→ Extracted information:
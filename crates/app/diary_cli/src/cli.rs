use std::path::PathBuf;

use clap::{Args, Parser, Subcommand};

#[derive(Parser, Debug)]
#[command(name = "diary", version, about = "Diary school client", long_about = None)]
pub struct Cli {
    /// API root URL (overrides DIARY_API_URL).
    #[arg(long, global = true)]
    pub api_url: Option<String>,

    /// Credentials file (overrides DIARY_CREDENTIALS_PATH).
    #[arg(long, global = true)]
    pub credentials: Option<PathBuf>,

    #[command(subcommand)]
    pub command: Commands,
}

#[derive(Subcommand, Debug)]
pub enum Commands {
    /// Print version information
    Version,
    /// Sign in and store the token pair
    Login {
        #[arg(short, long)]
        username: String,
        #[arg(short, long, env = "DIARY_PASSWORD", hide_env_values = true)]
        password: String,
    },
    /// Forget the stored tokens
    Logout,
    /// Show the signed-in user
    Whoami,
    /// Resolve a path and run the route guard on it
    Navigate { path: String },
    /// Teacher views
    #[command(subcommand)]
    Teacher(TeacherCommand),
    /// Student views
    #[command(subcommand)]
    Student(StudentCommand),
}

#[derive(Subcommand, Debug)]
pub enum TeacherCommand {
    #[command(subcommand)]
    Lessons(LessonCommand),
    #[command(subcommand)]
    Schedules(ScheduleCommand),
    #[command(subcommand)]
    Students(StudentAdminCommand),
    #[command(subcommand)]
    Marks(MarkCommand),
    /// List lesson periods
    Periods,
    #[command(subcommand)]
    Hometasks(HomeTaskCommand),
}

#[derive(Subcommand, Debug)]
pub enum LessonCommand {
    List,
    Create {
        #[arg(long)]
        name: String,
    },
    Update {
        id: i64,
        #[arg(long)]
        name: String,
    },
    Delete {
        id: i64,
    },
}

#[derive(Args, Debug)]
pub struct ScheduleArgs {
    #[arg(long)]
    pub lesson: i64,
    /// YYYY-MM-DD
    #[arg(long)]
    pub date: String,
    #[arg(long)]
    pub period: i64,
}

#[derive(Subcommand, Debug)]
pub enum ScheduleCommand {
    List,
    Create(ScheduleArgs),
    Update {
        id: i64,
        #[command(flatten)]
        args: ScheduleArgs,
    },
    Delete {
        id: i64,
    },
}

#[derive(Args, Debug)]
pub struct StudentArgs {
    #[arg(long)]
    pub username: String,
    #[arg(long, default_value = "")]
    pub email: String,
    #[arg(long, default_value = "")]
    pub first_name: String,
    #[arg(long, default_value = "")]
    pub last_name: String,
    #[arg(long)]
    pub password: Option<String>,
    /// YYYY-MM-DD
    #[arg(long)]
    pub date_of_birth: Option<String>,
    #[arg(long)]
    pub address: Option<String>,
}

#[derive(Subcommand, Debug)]
pub enum StudentAdminCommand {
    List,
    Create(StudentArgs),
    Update {
        id: i64,
        #[command(flatten)]
        args: StudentArgs,
    },
    Delete {
        id: i64,
    },
    /// Marks of one student
    Marks {
        id: i64,
    },
}

#[derive(Args, Debug)]
pub struct MarkArgs {
    #[arg(long)]
    pub student: i64,
    #[arg(long)]
    pub schedule: i64,
    /// Whole number from 1 to 12
    #[arg(long)]
    pub mark: String,
}

#[derive(Subcommand, Debug)]
pub enum MarkCommand {
    List,
    Create(MarkArgs),
    Update {
        id: i64,
        #[command(flatten)]
        args: MarkArgs,
    },
    Delete {
        id: i64,
    },
}

#[derive(Args, Debug)]
pub struct HomeTaskArgs {
    #[arg(long)]
    pub schedule: i64,
    #[arg(long)]
    pub description: String,
}

#[derive(Subcommand, Debug)]
pub enum HomeTaskCommand {
    List,
    Create(HomeTaskArgs),
    Update {
        id: i64,
        #[command(flatten)]
        args: HomeTaskArgs,
    },
    Delete {
        id: i64,
    },
}

#[derive(Subcommand, Debug)]
pub enum StudentCommand {
    /// Lessons for one day
    Schedule {
        #[arg(long)]
        date: Option<String>,
    },
    /// All scheduled lessons, optionally for one day
    Schedules {
        #[arg(long)]
        date: Option<String>,
    },
    Marks,
    /// Home tasks on or after a date
    Hometasks {
        #[arg(long)]
        date: Option<String>,
    },
}
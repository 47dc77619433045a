//! # diary_core
//!
//! Core domain logic for Diary: token claims and storage, the client-side
//! route table and guard, resource models, and input validation.

pub mod auth;
pub mod models;
pub mod routes;
pub mod validation;
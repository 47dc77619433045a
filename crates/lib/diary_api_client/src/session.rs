//! Session service: login/logout and the derived "current user".
//!
//! The session is never cached: every query re-reads the token store and
//! decodes the access token, so a logout or refresh is visible immediately.

use std::sync::Arc;

use diary_core::auth::jwt;
use diary_core::auth::{Clock, FileTokenStore, SystemClock, TokenStore};
use diary_core::models::auth::{Claims, LoginRequest, TokenPair};
use diary_core::routes::{self, GuardDecision, Route};
use reqwest::StatusCode;
use tracing::{debug, info, warn};

use crate::config::ClientConfig;
use crate::error::{ClientError, ClientResult};

/// Login endpoint.
pub const TOKEN_PATH: &str = "/token/";
/// Refresh endpoint.
pub const TOKEN_REFRESH_PATH: &str = "/token/refresh/";

/// Token lifecycle over a [`TokenStore`].
pub struct Session {
    http: reqwest::Client,
    config: ClientConfig,
    store: Arc<dyn TokenStore>,
    clock: Arc<dyn Clock>,
}

impl Session {
    pub fn new(config: ClientConfig, store: Arc<dyn TokenStore>) -> ClientResult<Self> {
        let http = reqwest::Client::builder().timeout(config.timeout).build()?;
        Ok(Self {
            http,
            config,
            store,
            clock: Arc::new(SystemClock),
        })
    }

    /// Session backed by the credentials file named in `config` (or the
    /// platform default).
    pub fn from_config(config: ClientConfig) -> ClientResult<Self> {
        let store = match &config.credentials_path {
            Some(path) => FileTokenStore::new(path),
            None => FileTokenStore::at_default_path(),
        };
        Self::new(config, Arc::new(store))
    }

    /// Replace the clock used for expiry checks.
    pub fn with_clock(mut self, clock: Arc<dyn Clock>) -> Self {
        self.clock = clock;
        self
    }

    pub fn config(&self) -> &ClientConfig {
        &self.config
    }

    pub fn store(&self) -> &dyn TokenStore {
        self.store.as_ref()
    }

    pub(crate) fn http(&self) -> &reqwest::Client {
        &self.http
    }

    /// Current time in unix seconds, from the session clock.
    pub fn now(&self) -> i64 {
        self.clock.now()
    }

    /// Exchange credentials for a token pair and persist it once the access
    /// token decodes.
    ///
    /// A 400/401 from the server is [`ClientError::Credentials`]; nothing is
    /// retried.
    pub async fn login(&self, username: &str, password: &str) -> ClientResult<Claims> {
        let resp = self
            .http
            .post(self.config.endpoint(TOKEN_PATH))
            .json(&LoginRequest { username, password })
            .send()
            .await?;

        let status = resp.status();
        if status == StatusCode::UNAUTHORIZED || status == StatusCode::BAD_REQUEST {
            warn!(username, %status, "login rejected");
            return Err(ClientError::Credentials);
        }
        if !status.is_success() {
            let body = resp.text().await.unwrap_or_default();
            return Err(ClientError::from_status(status, body));
        }

        let pair: TokenPair = resp.json().await?;
        // An access token that does not decode is never persisted.
        let claims = jwt::decode_claims(&pair.access)?;
        self.store.save(&pair.access, &pair.refresh)?;
        info!(username, subject = %claims.subject, role = ?claims.role, "logged in");
        Ok(claims)
    }

    /// Forget both tokens. Never fails; store errors are logged.
    pub fn logout(&self) {
        match self.store.clear() {
            Ok(()) => info!("logged out"),
            Err(e) => warn!(error = %e, "failed to clear stored tokens"),
        }
    }

    /// Claims of the stored access token, or `None` when signed out.
    ///
    /// A half-present pair (only one of access/refresh) or an undecodable
    /// token both read as "no session".
    pub fn current_user(&self) -> Option<Claims> {
        let access = self.store.access()?;
        if self.store.refresh().is_none() {
            debug!("access token stored without refresh token; treating as signed out");
            return None;
        }
        match jwt::decode_claims(&access) {
            Ok(claims) => Some(claims),
            Err(e) => {
                debug!(error = %e, "stored access token does not decode");
                None
            }
        }
    }

    /// `true` iff a session exists and `now < exp`.
    ///
    /// Local check only; a 401 from the API overrides it.
    pub fn is_authenticated(&self) -> bool {
        self.current_user()
            .is_some_and(|claims| claims.is_valid_at(self.now()))
    }

    /// Landing route after login, `None` when the role is missing or unknown.
    pub fn home_route(&self) -> Option<Route> {
        self.current_user()
            .and_then(|claims| claims.role)
            .and_then(Route::home_for)
    }

    /// Run the route guard against the current session.
    pub fn guard(&self, route: Route) -> GuardDecision {
        let user = self.current_user();
        let authenticated = user
            .as_ref()
            .is_some_and(|claims| claims.is_valid_at(self.now()));
        routes::guard_route(route, authenticated, user.as_ref())
    }

    /// Resolve a path and guard it. Unmatched paths resolve to `/`.
    pub fn navigate(&self, path: &str) -> (Route, GuardDecision) {
        let route = Route::resolve(path);
        (route, self.guard(route))
    }
}
use chrono::DateTime;
use diary_api_client::Session;
use serde_json::json;

use crate::commands::output::print_json;
use crate::{Error, Result};

pub async fn login(session: &Session, username: &str, password: &str) -> Result<()> {
    let claims = session
        .login(username, password)
        .await
        .map_err(Error::api("log in"))?;

    // Tokens stay stored for an unknown role; only the landing page is missing.
    let Some(home) = session.home_route() else {
        return Err(Error::InvalidRole);
    };
    let role = claims.role.map(|r| r.as_str()).unwrap_or("none");
    println!("Logged in as {username} ({role}). Home: {home}");
    Ok(())
}

pub fn logout(session: &Session) -> Result<()> {
    session.logout();
    println!("Logged out.");
    Ok(())
}

pub fn whoami(session: &Session) -> Result<()> {
    let Some(claims) = session.current_user() else {
        println!("Not logged in.");
        return Ok(());
    };

    let expires = DateTime::from_timestamp(claims.exp, 0).map(|t| t.to_rfc3339());
    print_json(&json!({
        "user_id": claims.subject.to_string(),
        "role": claims.role.map(|r| r.as_str()),
        "expires_at": expires,
        "authenticated": claims.is_valid_at(session.now()),
        "home": session.home_route().map(|r| r.to_string()),
    }))
}
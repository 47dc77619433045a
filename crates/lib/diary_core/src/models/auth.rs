//! Authentication domain models.
//!
//! Claims mirror what the diary backend puts into its access tokens; the
//! request/response shapes mirror the `/token/` and `/token/refresh/`
//! endpoints.

use std::fmt;

use serde::{Deserialize, Serialize};

/// Account role carried in the `role` claim.
#[derive(Debug, Clone, Copy, PartialEq, Eq, Hash, Serialize, Deserialize)]
#[serde(rename_all = "lowercase")]
pub enum Role {
    Student,
    Teacher,
    /// Any role string the client does not know about.
    #[serde(other)]
    Unknown,
}

impl Role {
    pub fn as_str(&self) -> &'static str {
        match self {
            Role::Student => "student",
            Role::Teacher => "teacher",
            Role::Unknown => "unknown",
        }
    }
}

impl fmt::Display for Role {
    fn fmt(&self, f: &mut fmt::Formatter<'_>) -> fmt::Result {
        f.write_str(self.as_str())
    }
}

/// Subject identity. The backend issues numeric `user_id` claims, other
/// issuers use a string `sub`.
#[derive(Debug, Clone, PartialEq, Eq, Serialize, Deserialize)]
#[serde(untagged)]
pub enum Subject {
    Id(i64),
    Name(String),
}

impl fmt::Display for Subject {
    fn fmt(&self, f: &mut fmt::Formatter<'_>) -> fmt::Result {
        match self {
            Subject::Id(id) => write!(f, "{id}"),
            Subject::Name(name) => f.write_str(name),
        }
    }
}

/// JWT claims decoded from an access token.
#[derive(Debug, Clone, PartialEq, Serialize, Deserialize)]
pub struct Claims {
    /// Subject (user ID).
    #[serde(rename = "user_id", alias = "sub")]
    pub subject: Subject,
    /// Account role; `None` when the account has no profile.
    #[serde(default)]
    pub role: Option<Role>,
    /// Expiry (unix timestamp, seconds).
    pub exp: i64,
    /// Issued at (unix timestamp, seconds).
    #[serde(default, skip_serializing_if = "Option::is_none")]
    pub iat: Option<i64>,
    /// Token identifier.
    #[serde(default, skip_serializing_if = "Option::is_none")]
    pub jti: Option<String>,
    /// `"access"` or `"refresh"`.
    #[serde(default, skip_serializing_if = "Option::is_none")]
    pub token_type: Option<String>,
}

impl Claims {
    /// `true` iff the token is still valid at `now` (strictly before `exp`).
    pub fn is_valid_at(&self, now: i64) -> bool {
        now < self.exp
    }

    pub fn has_role(&self, role: Role) -> bool {
        self.role == Some(role)
    }
}

/// Body of `POST /token/`.
#[derive(Debug, Clone, Serialize)]
pub struct LoginRequest<'a> {
    pub username: &'a str,
    pub password: &'a str,
}

/// Access/refresh pair returned by `POST /token/`.
#[derive(Debug, Clone, PartialEq, Eq, Serialize, Deserialize)]
pub struct TokenPair {
    pub access: String,
    pub refresh: String,
}

/// Body of `POST /token/refresh/`.
#[derive(Debug, Clone, Serialize)]
pub struct RefreshRequest<'a> {
    pub refresh: &'a str,
}

/// Response of `POST /token/refresh/`. `refresh` is only present when the
/// server rotates refresh tokens.
#[derive(Debug, Clone, Deserialize)]
pub struct RefreshResponse {
    pub access: String,
    #[serde(default)]
    pub refresh: Option<String>,
}
//! Student resources: own schedule, marks and home tasks.

use chrono::NaiveDate;
use diary_core::models::school::{HomeTask, Mark, Schedule};
use serde::Serialize;

use crate::error::ClientResult;
use crate::gateway::ApiGateway;

/// `?date=YYYY-MM-DD` filter; omitted entirely when `None`.
#[derive(Debug, Serialize)]
struct DateQuery {
    #[serde(skip_serializing_if = "Option::is_none")]
    date: Option<NaiveDate>,
}

/// Typed `/student/*` client.
pub struct StudentApi<'a> {
    gateway: &'a ApiGateway,
}

impl<'a> StudentApi<'a> {
    pub fn new(gateway: &'a ApiGateway) -> Self {
        Self { gateway }
    }

    /// Lessons for one day, ordered by period by the server.
    pub async fn schedule(&self, date: Option<NaiveDate>) -> ClientResult<Vec<Schedule>> {
        self.gateway
            .get_with_query("/student/schedule/", &DateQuery { date })
            .await
    }

    pub async fn schedules(&self, date: Option<NaiveDate>) -> ClientResult<Vec<Schedule>> {
        self.gateway
            .get_with_query("/student/schedules/", &DateQuery { date })
            .await
    }

    pub async fn marks(&self) -> ClientResult<Vec<Mark>> {
        self.gateway.get("/student/marks/").await
    }

    /// Home tasks for lessons on or after `date`.
    pub async fn hometasks(&self, date: Option<NaiveDate>) -> ClientResult<Vec<HomeTask>> {
        self.gateway
            .get_with_query("/student/hometasks/", &DateQuery { date })
            .await
    }
}
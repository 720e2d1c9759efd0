//! Password hashing and verification.

use argon2::{
    password_hash::{rand_core::OsRng, PasswordHash, PasswordHasher, PasswordVerifier, SaltString},
    Algorithm, Argon2, Params, Version,
};
use serde::{Deserialize, Serialize};

use crate::error::{AuthError, Result};

/// Tunable argon2id work factor.
///
/// The parameters are recorded in each PHC hash string, so raising them only
/// affects new hashes; existing hashes keep verifying with the parameters
/// they were created with.
#[derive(Debug, Clone, Copy, PartialEq, Eq, Serialize, Deserialize)]
pub struct HasherParams {
    /// Memory cost in KiB.
    pub memory_kib: u32,
    /// Number of passes over memory.
    pub iterations: u32,
    /// Degree of parallelism.
    pub parallelism: u32,
}

impl Default for HasherParams {
    fn default() -> Self {
        Self {
            memory_kib: 19 * 1024,
            iterations: 2,
            parallelism: 1,
        }
    }
}

/// One-way transform of plaintext passwords into a salted, storage-safe form.
#[derive(Debug, Clone)]
pub struct CredentialHasher {
    params: Params,
}

impl CredentialHasher {
    /// Creates a hasher with the given work factor.
    pub fn new(params: HasherParams) -> Result<Self> {
        let params = Params::new(params.memory_kib, params.iterations, params.parallelism, None)
            .map_err(|e| AuthError::Crypto(e.to_string()))?;

        Ok(Self { params })
    }

    fn context(&self) -> Argon2<'static> {
        Argon2::new(Algorithm::Argon2id, Version::V0x13, self.params.clone())
    }

    /// Hashes a plaintext password with a fresh random salt.
    ///
    /// Two calls on the same plaintext produce different strings; both verify.
    /// Fails only if the system randomness source or the argon2 computation
    /// itself fails.
    pub fn hash(&self, plaintext: &str) -> Result<String> {
        let salt = SaltString::generate(&mut OsRng);

        self.context()
            .hash_password(plaintext.as_bytes(), &salt)
            .map(|hash| hash.to_string())
            .map_err(|e| AuthError::Crypto(e.to_string()))
    }

    /// Verifies a plaintext against a stored PHC hash string.
    ///
    /// A malformed stored hash counts as a mismatch rather than an error, so
    /// corrupt rows behave like a wrong password instead of crashing the
    /// login path.
    pub fn verify(&self, plaintext: &str, stored: &str) -> bool {
        let Ok(parsed) = PasswordHash::new(stored) else {
            return false;
        };

        self.context()
            .verify_password(plaintext.as_bytes(), &parsed)
            .is_ok()
    }
}
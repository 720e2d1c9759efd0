//! HTTP API for the Sigil node.
//!
//! Translates wire requests into engine calls and engine errors into
//! status codes. This is the only layer that chooses user-visible messages.

use axum::{
    extract::State,
    http::StatusCode,
    response::{IntoResponse, Response},
    routing::{get, post},
    Json, Router,
};
use serde::{Deserialize, Serialize};
use sigil_auth::{AuthEngine, AuthError};
use tower_http::trace::TraceLayer;

/// Application state shared across handlers.
#[derive(Clone)]
pub struct AppState {
    /// The authentication engine.
    pub engine: AuthEngine,
}

/// Creates the API router.
pub fn create_router(state: AppState) -> Router {
    Router::new()
        .route("/health", get(health))
        .route("/api/register", post(register))
        .route("/api/login", post(login))
        .layer(TraceLayer::new_for_http())
        .with_state(state)
}

// ==================== Request/Response Types ====================

/// Request to register a new user.
#[derive(Debug, Deserialize)]
pub struct RegisterRequest {
    pub email: String,
    pub password: String,
}

/// Response for a successful registration.
#[derive(Debug, Serialize)]
pub struct RegisterResponse {
    pub user_id: i64,
}

/// Request to log in against an app.
#[derive(Debug, Deserialize)]
pub struct LoginRequest {
    pub email: String,
    pub password: String,
    #[serde(default)]
    pub app_id: i64,
}

/// Response for a successful login.
#[derive(Debug, Serialize)]
pub struct LoginResponse {
    pub token: String,
}

/// Error response body.
#[derive(Debug, Serialize)]
struct ErrorResponse {
    error: String,
}

/// Wrapper mapping engine errors onto HTTP responses.
struct ApiError(AuthError);

impl From<AuthError> for ApiError {
    fn from(err: AuthError) -> Self {
        Self(err)
    }
}

impl IntoResponse for ApiError {
    fn into_response(self) -> Response {
        // Internal-class errors get an opaque body; the detail stays in logs.
        let (status, message) = match &self.0 {
            AuthError::InvalidInput(_) => (StatusCode::BAD_REQUEST, self.0.to_string()),
            AuthError::InvalidCredentials => (StatusCode::UNAUTHORIZED, self.0.to_string()),
            AuthError::UserAlreadyExists => (StatusCode::CONFLICT, self.0.to_string()),
            AuthError::AppNotFound => (StatusCode::NOT_FOUND, self.0.to_string()),
            AuthError::Storage(_) => (
                StatusCode::SERVICE_UNAVAILABLE,
                "storage unavailable".to_string(),
            ),
            AuthError::Signing(_) | AuthError::Crypto(_) => {
                (StatusCode::INTERNAL_SERVER_ERROR, "internal error".to_string())
            }
        };

        if status.is_server_error() {
            tracing::error!(error = %self.0, "request failed");
        }

        (status, Json(ErrorResponse { error: message })).into_response()
    }
}

// ==================== Handlers ====================

/// Liveness probe.
async fn health() -> &'static str {
    "ok"
}

/// Registers a new user account.
async fn register(
    State(state): State<AppState>,
    Json(req): Json<RegisterRequest>,
) -> Result<impl IntoResponse, ApiError> {
    if req.email.is_empty() {
        return Err(AuthError::InvalidInput("email is required").into());
    }
    if req.password.is_empty() {
        return Err(AuthError::InvalidInput("password is required").into());
    }

    let user_id = state
        .engine
        .register_new_user(&req.email, &req.password)
        .await?;

    Ok((StatusCode::CREATED, Json(RegisterResponse { user_id })))
}

/// Verifies credentials and returns an app-scoped token.
async fn login(
    State(state): State<AppState>,
    Json(req): Json<LoginRequest>,
) -> Result<impl IntoResponse, ApiError> {
    if req.email.is_empty() {
        return Err(AuthError::InvalidInput("email is required").into());
    }
    if req.password.is_empty() {
        return Err(AuthError::InvalidInput("password is required").into());
    }
    if req.app_id == 0 {
        return Err(AuthError::InvalidInput("app_id is required").into());
    }

    let token = state
        .engine
        .login(&req.email, &req.password, req.app_id)
        .await?;

    Ok(Json(LoginResponse { token }))
}
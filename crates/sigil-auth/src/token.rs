//! App-scoped bearer token issuance.

use jsonwebtoken::{encode, EncodingKey, Header};
use serde::{Deserialize, Serialize};
use std::sync::Arc;
use std::time::{Duration, SystemTime, UNIX_EPOCH};

use crate::error::{AuthError, Result};
use crate::models::{App, User};

/// Claim set embedded in issued tokens.
#[derive(Debug, Clone, PartialEq, Eq, Serialize, Deserialize)]
pub struct Claims {
    /// Subject: the user id.
    pub sub: i64,
    /// The user's email.
    pub email: String,
    /// The app the token is scoped to.
    pub app_id: i64,
    /// Absolute expiry, seconds since the Unix epoch.
    pub exp: i64,
}

/// Time source for token expiry.
///
/// Injected so issuance is deterministic under test.
pub trait Clock: Send + Sync {
    /// Current time in seconds since the Unix epoch.
    fn now_unix(&self) -> i64;
}

/// Wall-clock time.
#[derive(Debug, Clone, Copy, Default)]
pub struct SystemClock;

impl Clock for SystemClock {
    fn now_unix(&self) -> i64 {
        SystemTime::now()
            .duration_since(UNIX_EPOCH)
            .unwrap_or(Duration::ZERO)
            .as_secs() as i64
    }
}

/// Signs time-bounded bearer tokens with an app's symmetric secret.
#[derive(Clone)]
pub struct TokenIssuer {
    clock: Arc<dyn Clock>,
}

impl TokenIssuer {
    /// Creates an issuer reading the current time from `clock`.
    pub fn new(clock: Arc<dyn Clock>) -> Self {
        Self { clock }
    }

    /// Builds and signs `{sub, email, app_id, exp}` with the app's secret.
    ///
    /// An empty secret is a configuration error, rejected before any signing
    /// work.
    pub fn issue(&self, user: &User, app: &App, ttl: Duration) -> Result<String> {
        if app.secret.is_empty() {
            return Err(AuthError::Signing(format!("app {} has no secret", app.id)));
        }

        let claims = Claims {
            sub: user.id,
            email: user.email.clone(),
            app_id: app.id,
            exp: self.clock.now_unix() + ttl.as_secs() as i64,
        };

        encode(
            &Header::default(),
            &claims,
            &EncodingKey::from_secret(app.secret.as_bytes()),
        )
        .map_err(|e| AuthError::Signing(e.to_string()))
    }
}

#[cfg(test)]
mod tests {
    use super::*;
    use jsonwebtoken::{decode, Algorithm, DecodingKey, Validation};

    struct FixedClock(i64);

    impl Clock for FixedClock {
        fn now_unix(&self) -> i64 {
            self.0
        }
    }

    fn decode_claims(token: &str, secret: &str) -> Claims {
        let mut validation = Validation::new(Algorithm::HS256);
        validation.validate_exp = false;
        decode::<Claims>(token, &DecodingKey::from_secret(secret.as_bytes()), &validation)
            .unwrap()
            .claims
    }

    fn user() -> User {
        User {
            id: 1,
            email: "a@x.com".into(),
            password_hash: "$argon2id$...".into(),
        }
    }

    fn app() -> App {
        App {
            id: 1,
            name: "web".into(),
            secret: "s3cr3t".into(),
        }
    }

    #[test]
    fn claims_match_inputs_exactly() {
        let issuer = TokenIssuer::new(Arc::new(FixedClock(1_700_000_000)));
        let token = issuer
            .issue(&user(), &app(), Duration::from_secs(3600))
            .unwrap();

        let claims = decode_claims(&token, "s3cr3t");
        assert_eq!(
            claims,
            Claims {
                sub: 1,
                email: "a@x.com".into(),
                app_id: 1,
                exp: 1_700_000_000 + 3600,
            }
        );
    }

    #[test]
    fn issuance_is_deterministic_under_a_fixed_clock() {
        let issuer = TokenIssuer::new(Arc::new(FixedClock(1_700_000_000)));
        let a = issuer
            .issue(&user(), &app(), Duration::from_secs(60))
            .unwrap();
        let b = issuer
            .issue(&user(), &app(), Duration::from_secs(60))
            .unwrap();
        assert_eq!(a, b);
    }

    #[test]
    fn signature_requires_the_app_secret() {
        let issuer = TokenIssuer::new(Arc::new(FixedClock(1_700_000_000)));
        let token = issuer
            .issue(&user(), &app(), Duration::from_secs(60))
            .unwrap();

        let mut validation = Validation::new(Algorithm::HS256);
        validation.validate_exp = false;
        let forged = decode::<Claims>(
            &token,
            &DecodingKey::from_secret(b"other-secret"),
            &validation,
        );
        assert!(forged.is_err());
    }

    #[test]
    fn empty_secret_is_a_signing_error() {
        let issuer = TokenIssuer::new(Arc::new(FixedClock(0)));
        let mut app = app();
        app.secret.clear();

        let err = issuer
            .issue(&user(), &app, Duration::from_secs(60))
            .unwrap_err();
        assert!(matches!(err, AuthError::Signing(_)));
    }
}
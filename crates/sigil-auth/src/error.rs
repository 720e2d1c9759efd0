//! Error types for the auth crate.

use thiserror::Error;

/// Errors that can occur in authentication operations.
#[derive(Debug, Error)]
pub enum AuthError {
    /// Malformed or empty caller-supplied fields.
    #[error("invalid input: {0}")]
    InvalidInput(&'static str),

    /// Unknown email or wrong password during login. The two causes are
    /// deliberately indistinguishable to callers.
    #[error("invalid email or password")]
    InvalidCredentials,

    /// Uniqueness conflict on registration.
    #[error("user already exists")]
    UserAlreadyExists,

    /// The referenced app id has no corresponding record.
    #[error("app not found")]
    AppNotFound,

    /// Transient storage failure; the caller may retry with backoff.
    #[error("storage unavailable: {0}")]
    Storage(String),

    /// Missing or unusable app secret.
    #[error("token signing failed: {0}")]
    Signing(String),

    /// Cryptographic operation failed.
    #[error("crypto error: {0}")]
    Crypto(String),
}

/// Result type for auth operations.
pub type Result<T> = std::result::Result<T, AuthError>;
//! Node configuration types.

use anyhow::Context;
use serde::{Deserialize, Serialize};
use sigil_auth::{App, HasherParams};
use std::path::Path;

/// Configuration for the Sigil node.
#[derive(Debug, Clone, Deserialize, Serialize)]
#[serde(default)]
pub struct Config {
    /// API listen address.
    pub listen_addr: String,
    /// Lifetime of issued tokens, in seconds.
    pub token_ttl_secs: u64,
    /// Log level (trace, debug, info, warn, error).
    pub log_level: String,
    /// Log output format (pretty or json).
    pub log_format: String,
    /// Password hasher work factor.
    pub hasher: HasherParams,
    /// Pre-provisioned app records.
    pub apps: Vec<AppRecord>,
}

impl Default for Config {
    fn default() -> Self {
        Self {
            listen_addr: "127.0.0.1:8080".to_string(),
            token_ttl_secs: 3600,
            log_level: "info".to_string(),
            log_format: "pretty".to_string(),
            hasher: HasherParams::default(),
            apps: Vec::new(),
        }
    }
}

impl Config {
    /// Loads configuration from a YAML file.
    pub fn load(path: &Path) -> anyhow::Result<Self> {
        let raw = std::fs::read_to_string(path)
            .with_context(|| format!("reading config file {}", path.display()))?;
        let config: Self = serde_yaml::from_str(&raw)
            .with_context(|| format!("parsing config file {}", path.display()))?;
        Ok(config)
    }
}

/// A pre-provisioned app, seeded into the account store at startup.
#[derive(Debug, Clone, Deserialize, Serialize)]
pub struct AppRecord {
    /// Unique app id.
    pub id: i64,
    /// Human-readable name.
    pub name: String,
    /// Token-signing secret.
    pub secret: String,
}

impl From<AppRecord> for App {
    fn from(record: AppRecord) -> Self {
        App {
            id: record.id,
            name: record.name,
            secret: record.secret,
        }
    }
}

→ Work instructions: If a line in the records includes "EncodingKey", it counts toward the total; report that total by itself.

→ Answer space: 2